Seattle Times writer Melissa Allison seems a bit too excited about today’s report that retail spending in Washington State grew by 10.5% from spring ’05 to spring ’06.
Those were the days, back in the spring when the flowers bloomed and the housing market sizzled.
Washingtonians had such confidence last spring that they spent with abandon on computers, hotel rooms, jewelry and other items.
They spent 10.5 percent more than they had a year earlier, the largest increase for taxable retail sales in Washington since 1990, according to April-to-June data released Monday by the state Department of Revenue.
Rising gas prices didn’t wreck the mood and are not included in the retail-sales data.
Economists say the spending has calmed since then, doused by a slowdown in the housing market and slower employment growth.
…
The state’s economic growth and therefore the spending are propelled by employment gains, particularly in high-wage sectors such as aerospace, software and construction, Sohn said.
So, the spending is “propelled by employment gains,” but when it “calms” it’s because of a slowdown in the housing market?
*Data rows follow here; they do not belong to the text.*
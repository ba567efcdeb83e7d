//! Integration tests for trace generation and manual playback

use lsviz::search::Highlight;
use lsviz::{Frame, PlaybackController, SearchRequest, ValidationError};

use crate::helpers::{loaded_controller, sequence};

// ============================================================================
// Trace Generation
// ============================================================================

#[test]
fn found_trace_stops_at_first_match() {
    let seq = sequence(&[4, 1, 9, 2, 7], 9);

    assert_eq!(seq.len(), 3);
    assert!(seq.steps()[2].is_match);
    assert!(seq.steps()[2].is_final);
    assert!(seq.steps()[..2].iter().all(|s| !s.is_match && !s.is_final));
    assert_eq!(seq.match_index(), Some(2));
}

#[test]
fn missing_target_appends_not_found_step() {
    let seq = sequence(&[1, 2, 3], 5);

    assert_eq!(seq.len(), 4);
    let last = seq.steps()[3];
    assert!(!last.is_match);
    assert!(last.is_final);
    assert_eq!(last.compared_value, None);
    assert!(!seq.found());
}

#[test]
fn empty_array_yields_single_not_found_step() {
    let seq = sequence(&[], 1);

    assert_eq!(seq.len(), 1);
    assert!(!seq.steps()[0].is_match);
    assert!(seq.steps()[0].is_final);
}

#[test]
fn length_properties_hold_across_inputs() {
    let arrays: [&[i64]; 5] = [&[0], &[3, 3], &[-1, 0, 1], &[10, 20, 30, 40], &[7, 8, 7, 8]];
    for array in arrays {
        for target in -2..12 {
            let seq = sequence(array, target);
            match array.iter().position(|&v| v == target) {
                Some(k) => {
                    assert_eq!(seq.len(), k + 1, "{:?} / {}", array, target);
                    assert!(seq.steps()[k].is_match);
                }
                None => assert_eq!(seq.len(), array.len() + 1, "{:?} / {}", array, target),
            }
            assert_eq!(seq.steps().iter().filter(|s| s.is_final).count(), 1);
        }
    }
}

#[test]
fn invalid_text_produces_no_request() {
    let mut controller = PlaybackController::new();

    let result = SearchRequest::parse("a,b", "1");
    assert!(matches!(result, Err(ValidationError::NonIntegerElement { .. })));
    if let Ok(request) = result {
        controller.load(lsviz::generate(&request));
    }

    assert!(controller.is_empty());
    assert_eq!(controller.current_frame(), Frame::placeholder());
}

// ============================================================================
// Manual Navigation
// ============================================================================

#[test]
fn next_nine_times_clamps_to_last_step() {
    let mut controller = loaded_controller(&[4, 1, 9, 2, 7], 9);

    for _ in 0..9 {
        controller.next();
    }

    assert_eq!(controller.current_index(), 2);
    assert!(controller.is_at_end());
}

#[test]
fn previous_at_start_is_idempotent() {
    let mut controller = loaded_controller(&[1, 2, 3], 5);

    controller.previous();
    controller.previous();

    assert_eq!(controller.current_index(), 0);
}

#[test]
fn frames_follow_navigation() {
    let mut controller = loaded_controller(&[4, 1, 9, 2, 7], 9);

    let first = controller.current_frame();
    assert_eq!(first.visual.cells[0].highlight, Highlight::Current);
    assert_eq!(first.explanation, "Step 1: Compare target (9) with arr[0] = 4");

    controller.last();
    let last = controller.current_frame();
    assert_eq!(last.index, 2);
    assert_eq!(last.visual.cells[2].highlight, Highlight::Match);
    assert_eq!(
        last.explanation,
        "Step 3: Compare target (9) with arr[2] = 9\n\n✔ Target found!"
    );

    controller.go_to(1);
    assert_eq!(controller.current_frame().index, 1);
}

#[test]
fn reloading_resets_position() {
    let mut controller = loaded_controller(&[1, 2, 3], 5);
    controller.last();

    controller.load(sequence(&[8, 9], 9));

    assert_eq!(controller.current_index(), 0);
    assert_eq!(controller.len(), 2);
}

#[test]
fn reset_clears_to_placeholder() {
    let mut controller = loaded_controller(&[1, 2, 3], 5);
    controller.next();

    controller.reset();

    assert!(controller.is_empty());
    assert_eq!(controller.current_frame().explanation, "No data yet");
    assert!(controller.current_step().is_placeholder());
}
What a delightful contradiction. I fail to see how a 10.5% retail spending increase can be attributed to “employment gains.” Were 10.5% more jobs added? Did everyone get a 10.5% raise? Smells like false assertion to me. I think it’s much more likely that the spending increase is primarily the result of home equity extraction and a declining savings rate.
Maybe it’s just me, but the news that people are spending increasingly more as incomes stay practically flat doesn’t seem like something to celebrate.